ALBUQUERQUE, N.M. — A narrow gauge of U.S. home prices that measures 20 major U.S. cities showed they jumped 12.2 percent in May compared with a year ago, the biggest annual gain since March 2006.
The Standard & Poor’s/Case-Shiller home price index released Tuesday also surged 2.4 percent in May from April. The month-over-month gain nearly matched the 2.6 percent increase in April from March – the highest on record.
All 20 cities showed gains in May from April and compared with a year ago.
Case-Shiller measures no New Mexico cities, but a separate measure showed modest gains in the Albuquerque metro area in May compared to the same month a year earlier.
The average single-family home price rose 2.3 percent in May in the Albuquerque metro from May 2012, according to the latest Home Price Index report from data and analytics company CoreLogic. May’s average price also edged up 0.2 percent from the preceding April.
New Mexico as a whole saw a home price increase of 3.2 percent from a year earlier, well behind the average increase of 12.2 percent nationwide. CoreLogic projected an even bigger jump in price nationwide in June.

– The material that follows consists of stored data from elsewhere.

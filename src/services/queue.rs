use std::collections::VecDeque;
use std::time::Duration;

use async_trait::async_trait;
use redis::AsyncCommands;
use serde::{Deserialize, Serialize};
use tokio::sync::{Mutex, Notify};
use tokio::time::Instant;
use uuid::Uuid;

const QUEUE_KEY: &str = "meshgen:tasks";
const PROCESSING_KEY: &str = "meshgen:processing";

/// Task payload handed from the API to a worker.
#[derive(Debug, Clone, PartialEq, Serialize, Deserialize)]
pub struct QueuedTask {
    pub job_id: Uuid,
    pub prompt: String,
    pub input_keys: Vec<String>,
    pub output_key: String,
}

/// FIFO hand-off between submitters and workers.
#[async_trait]
pub trait TaskQueue: Send + Sync {
    /// Append a task to the tail. Fails with [`QueueError::Full`] when at capacity.
    async fn enqueue(&self, task: &QueuedTask) -> Result<(), QueueError>;

    /// Pop the head, waiting at most `wait` for one to arrive.
    async fn dequeue(&self, wait: Duration) -> Result<Option<QueuedTask>, QueueError>;

    /// Acknowledge a task once a worker is done with it.
    async fn complete(&self, task: &QueuedTask) -> Result<(), QueueError>;

    /// Number of pending tasks.
    async fn depth(&self) -> Result<u64, QueueError>;

    async fn health_check(&self) -> Result<(), QueueError> {
        Ok(())
    }
}

/// In-process queue. Workers park on a [`Notify`] instead of polling.
pub struct MemoryQueue {
    tasks: Mutex<VecDeque<QueuedTask>>,
    available: Notify,
    capacity: Option<usize>,
}

impl MemoryQueue {
    /// `capacity` of `None` means unbounded.
    pub fn new(capacity: Option<usize>) -> Self {
        Self {
            tasks: Mutex::new(VecDeque::new()),
            available: Notify::new(),
            capacity,
        }
    }

    async fn pop(&self) -> Option<QueuedTask> {
        self.tasks.lock().await.pop_front()
    }
}

#[async_trait]
impl TaskQueue for MemoryQueue {
    async fn enqueue(&self, task: &QueuedTask) -> Result<(), QueueError> {
        {
            let mut tasks = self.tasks.lock().await;
            if let Some(capacity) = self.capacity {
                if tasks.len() >= capacity {
                    return Err(QueueError::Full(capacity));
                }
            }
            tasks.push_back(task.clone());
        }
        self.available.notify_one();
        Ok(())
    }

    async fn dequeue(&self, wait: Duration) -> Result<Option<QueuedTask>, QueueError> {
        let deadline = Instant::now() + wait;
        loop {
            if let Some(task) = self.pop().await {
                return Ok(Some(task));
            }
            // notify_one stores a permit when nobody waits, so a push between
            // the pop above and this await is not lost.
            if tokio::time::timeout_at(deadline, self.available.notified())
                .await
                .is_err()
            {
                return Ok(self.pop().await);
            }
        }
    }

    async fn complete(&self, _task: &QueuedTask) -> Result<(), QueueError> {
        Ok(())
    }

    async fn depth(&self) -> Result<u64, QueueError> {
        Ok(self.tasks.lock().await.len() as u64)
    }
}

/// Redis-backed queue shared between the API and standalone workers.
///
/// Tasks are pushed on the left and popped from the right into a processing
/// list, which keeps them visible until acknowledged.
pub struct RedisQueue {
    client: redis::Client,
    capacity: Option<usize>,
    poll_interval: Duration,
}

impl RedisQueue {
    pub fn new(
        redis_url: &str,
        capacity: Option<usize>,
        poll_interval: Duration,
    ) -> Result<Self, QueueError> {
        let client = redis::Client::open(redis_url).map_err(QueueError::Redis)?;
        Ok(Self {
            client,
            capacity,
            poll_interval,
        })
    }

    async fn try_pop(&self) -> Result<Option<QueuedTask>, QueueError> {
        let mut conn = self.client.get_multiplexed_async_connection().await?;
        let result: Option<String> = conn.rpoplpush(QUEUE_KEY, PROCESSING_KEY).await?;

        match result {
            Some(payload) => Ok(Some(serde_json::from_str(&payload)?)),
            None => Ok(None),
        }
    }
}

#[async_trait]
impl TaskQueue for RedisQueue {
    async fn enqueue(&self, task: &QueuedTask) -> Result<(), QueueError> {
        let mut conn = self.client.get_multiplexed_async_connection().await?;
        if let Some(capacity) = self.capacity {
            // Check-then-push is not atomic; concurrent submitters may overshoot slightly.
            let depth: u64 = conn.llen(QUEUE_KEY).await?;
            if depth >= capacity as u64 {
                return Err(QueueError::Full(capacity));
            }
        }
        let payload = serde_json::to_string(task)?;
        conn.lpush::<_, _, ()>(QUEUE_KEY, &payload).await?;
        Ok(())
    }

    async fn dequeue(&self, wait: Duration) -> Result<Option<QueuedTask>, QueueError> {
        let deadline = Instant::now() + wait;
        loop {
            if let Some(task) = self.try_pop().await? {
                return Ok(Some(task));
            }
            let now = Instant::now();
            if now >= deadline {
                return Ok(None);
            }
            tokio::time::sleep(self.poll_interval.min(deadline - now)).await;
        }
    }

    async fn complete(&self, task: &QueuedTask) -> Result<(), QueueError> {
        let mut conn = self.client.get_multiplexed_async_connection().await?;
        let payload = serde_json::to_string(task)?;
        conn.lrem::<_, _, ()>(PROCESSING_KEY, 1, &payload).await?;
        Ok(())
    }

    async fn depth(&self) -> Result<u64, QueueError> {
        let mut conn = self.client.get_multiplexed_async_connection().await?;
        let depth: u64 = conn.llen(QUEUE_KEY).await?;
        Ok(depth)
    }

    async fn health_check(&self) -> Result<(), QueueError> {
        let mut conn = self.client.get_multiplexed_async_connection().await?;
        redis::cmd("PING").query_async::<String>(&mut conn).await?;
        Ok(())
    }
}

#[derive(Debug, thiserror::Error)]
pub enum QueueError {
    #[error("Queue is full ({0} pending tasks)")]
    Full(usize),

    #[error("Redis error: {0}")]
    Redis(#[from] redis::RedisError),

    #[error("Serialization error: {0}")]
    Serialize(#[from] serde_json::Error),
}
use std::path::{Component, Path, PathBuf};

use async_trait::async_trait;
use s3::creds::Credentials;
use s3::error::S3Error;
use s3::{Bucket, Region};

/// A keyed blob store: source images, scratch artifacts, generated models.
#[async_trait]
pub trait ObjectStore: Send + Sync {
    async fn exists(&self, key: &str) -> Result<bool, StorageError>;

    async fn upload(&self, key: &str, data: &[u8], content_type: &str) -> Result<(), StorageError>;

    /// Fails with [`StorageError::NotFound`] when the key is absent.
    async fn download(&self, key: &str) -> Result<Vec<u8>, StorageError>;

    /// Deleting an absent key is not an error.
    async fn delete(&self, key: &str) -> Result<(), StorageError>;
}

/// Check that a client-supplied name is a single plain path segment.
pub fn validate_file_name(name: &str) -> Result<(), StorageError> {
    let plain = !name.is_empty()
        && !name.contains(['/', '\\'])
        && name != "."
        && name != ".."
        && !name.contains('\0');
    if plain {
        Ok(())
    } else {
        Err(StorageError::InvalidKey(name.to_string()))
    }
}

/// Stricter rule for names that end up in a URL path: ASCII letters, digits,
/// `.`, `-` and `_` only.
pub fn validate_output_name(name: &str) -> Result<(), StorageError> {
    validate_file_name(name)?;
    if name
        .chars()
        .all(|c| c.is_ascii_alphanumeric() || matches!(c, '.' | '-' | '_'))
    {
        Ok(())
    } else {
        Err(StorageError::InvalidKey(name.to_string()))
    }
}

/// Object store rooted at a directory on the local filesystem.
pub struct LocalStore {
    root: PathBuf,
}

impl LocalStore {
    /// Creates `root` if it does not exist yet.
    pub async fn new(root: impl Into<PathBuf>) -> Result<Self, StorageError> {
        let root = root.into();
        tokio::fs::create_dir_all(&root).await?;
        Ok(Self { root })
    }

    pub fn root(&self) -> &Path {
        &self.root
    }

    /// Map a `/`-separated key onto a path below the root.
    fn resolve(&self, key: &str) -> Result<PathBuf, StorageError> {
        let relative = Path::new(key);
        let safe = !key.is_empty()
            && relative
                .components()
                .all(|c| matches!(c, Component::Normal(_)));
        if !safe {
            return Err(StorageError::InvalidKey(key.to_string()));
        }
        Ok(self.root.join(relative))
    }
}

#[async_trait]
impl ObjectStore for LocalStore {
    async fn exists(&self, key: &str) -> Result<bool, StorageError> {
        let path = self.resolve(key)?;
        Ok(tokio::fs::metadata(&path)
            .await
            .map(|meta| meta.is_file())
            .unwrap_or(false))
    }

    async fn upload(&self, key: &str, data: &[u8], _content_type: &str) -> Result<(), StorageError> {
        let path = self.resolve(key)?;
        if let Some(parent) = path.parent() {
            tokio::fs::create_dir_all(parent).await?;
        }
        tokio::fs::write(&path, data).await?;
        Ok(())
    }

    async fn download(&self, key: &str) -> Result<Vec<u8>, StorageError> {
        let path = self.resolve(key)?;
        match tokio::fs::read(&path).await {
            Ok(data) => Ok(data),
            Err(e) if e.kind() == std::io::ErrorKind::NotFound => {
                Err(StorageError::NotFound(key.to_string()))
            }
            Err(e) => Err(e.into()),
        }
    }

    async fn delete(&self, key: &str) -> Result<(), StorageError> {
        let path = self.resolve(key)?;
        match tokio::fs::remove_file(&path).await {
            Ok(()) => Ok(()),
            Err(e) if e.kind() == std::io::ErrorKind::NotFound => Ok(()),
            Err(e) => Err(e.into()),
        }
    }
}

/// Client for Cloudflare R2 object storage (S3-compatible).
///
/// Several stores can share one bucket by using different key prefixes.
pub struct R2Store {
    bucket: Box<Bucket>,
    prefix: String,
}

impl R2Store {
    pub fn new(
        bucket_name: &str,
        endpoint: &str,
        access_key: &str,
        secret_key: &str,
        prefix: &str,
    ) -> Result<Self, StorageError> {
        let region = Region::Custom {
            region: "auto".to_string(),
            endpoint: endpoint.to_string(),
        };

        let credentials = Credentials::new(Some(access_key), Some(secret_key), None, None, None)
            .map_err(|e| StorageError::Config(e.to_string()))?;

        let bucket = Bucket::new(bucket_name, region, credentials)
            .map_err(|e| StorageError::Config(e.to_string()))?;

        Ok(Self {
            bucket,
            prefix: prefix.trim_end_matches('/').to_string(),
        })
    }

    fn object_path(&self, key: &str) -> String {
        if self.prefix.is_empty() {
            key.to_string()
        } else {
            format!("{}/{}", self.prefix, key)
        }
    }
}

#[async_trait]
impl ObjectStore for R2Store {
    async fn exists(&self, key: &str) -> Result<bool, StorageError> {
        match self.bucket.head_object(self.object_path(key)).await {
            Ok((_, code)) if (200..300).contains(&code) => Ok(true),
            Ok((_, 404)) => Ok(false),
            Ok((_, code)) => Err(StorageError::Status(code)),
            Err(S3Error::HttpFailWithBody(404, _)) => Ok(false),
            Err(e) => Err(e.into()),
        }
    }

    async fn upload(&self, key: &str, data: &[u8], content_type: &str) -> Result<(), StorageError> {
        let response = self
            .bucket
            .put_object_with_content_type(self.object_path(key), data, content_type)
            .await?;
        match response.status_code() {
            200..=299 => Ok(()),
            code => Err(StorageError::Status(code)),
        }
    }

    async fn download(&self, key: &str) -> Result<Vec<u8>, StorageError> {
        let response = match self.bucket.get_object(self.object_path(key)).await {
            Ok(response) => response,
            Err(S3Error::HttpFailWithBody(404, _)) => {
                return Err(StorageError::NotFound(key.to_string()))
            }
            Err(e) => return Err(e.into()),
        };
        match response.status_code() {
            200..=299 => Ok(response.to_vec()),
            404 => Err(StorageError::NotFound(key.to_string())),
            code => Err(StorageError::Status(code)),
        }
    }

    async fn delete(&self, key: &str) -> Result<(), StorageError> {
        match self.bucket.delete_object(self.object_path(key)).await {
            Ok(_) | Err(S3Error::HttpFailWithBody(404, _)) => Ok(()),
            Err(e) => Err(e.into()),
        }
    }
}

#[derive(Debug, thiserror::Error)]
pub enum StorageError {
    #[error("Object not found: {0}")]
    NotFound(String),

    #[error("Invalid object key: {0:?}")]
    InvalidKey(String),

    #[error("S3 operation failed: {0}")]
    S3(#[from] S3Error),

    #[error("S3 request returned status {0}")]
    Status(u16),

    #[error("I/O error: {0}")]
    Io(#[from] std::io::Error),

    #[error("Storage configuration error: {0}")]
    Config(String),
}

Home prices in New Mexico were still down 18.4 percent in May from their peak in May 2007.
The Case-Shiller Index showed prices in Dallas and Denver reached the highest levels on record dating back to 2000. That marks the first time since the housing bust that any city has reached an all-time high.
Home values are rising in many parts of the country as more people are bidding on a scarce supply of houses for sale. Steady price increases, along with stable job gains and historically low mortgage rates, in turn have encouraged more Americans to buy homes.
The index measures prices compared with those in January 2000 and creates a three-month moving average. They are not adjusted for seasonal variations, so the monthly gains reflect more buying activity over the summer.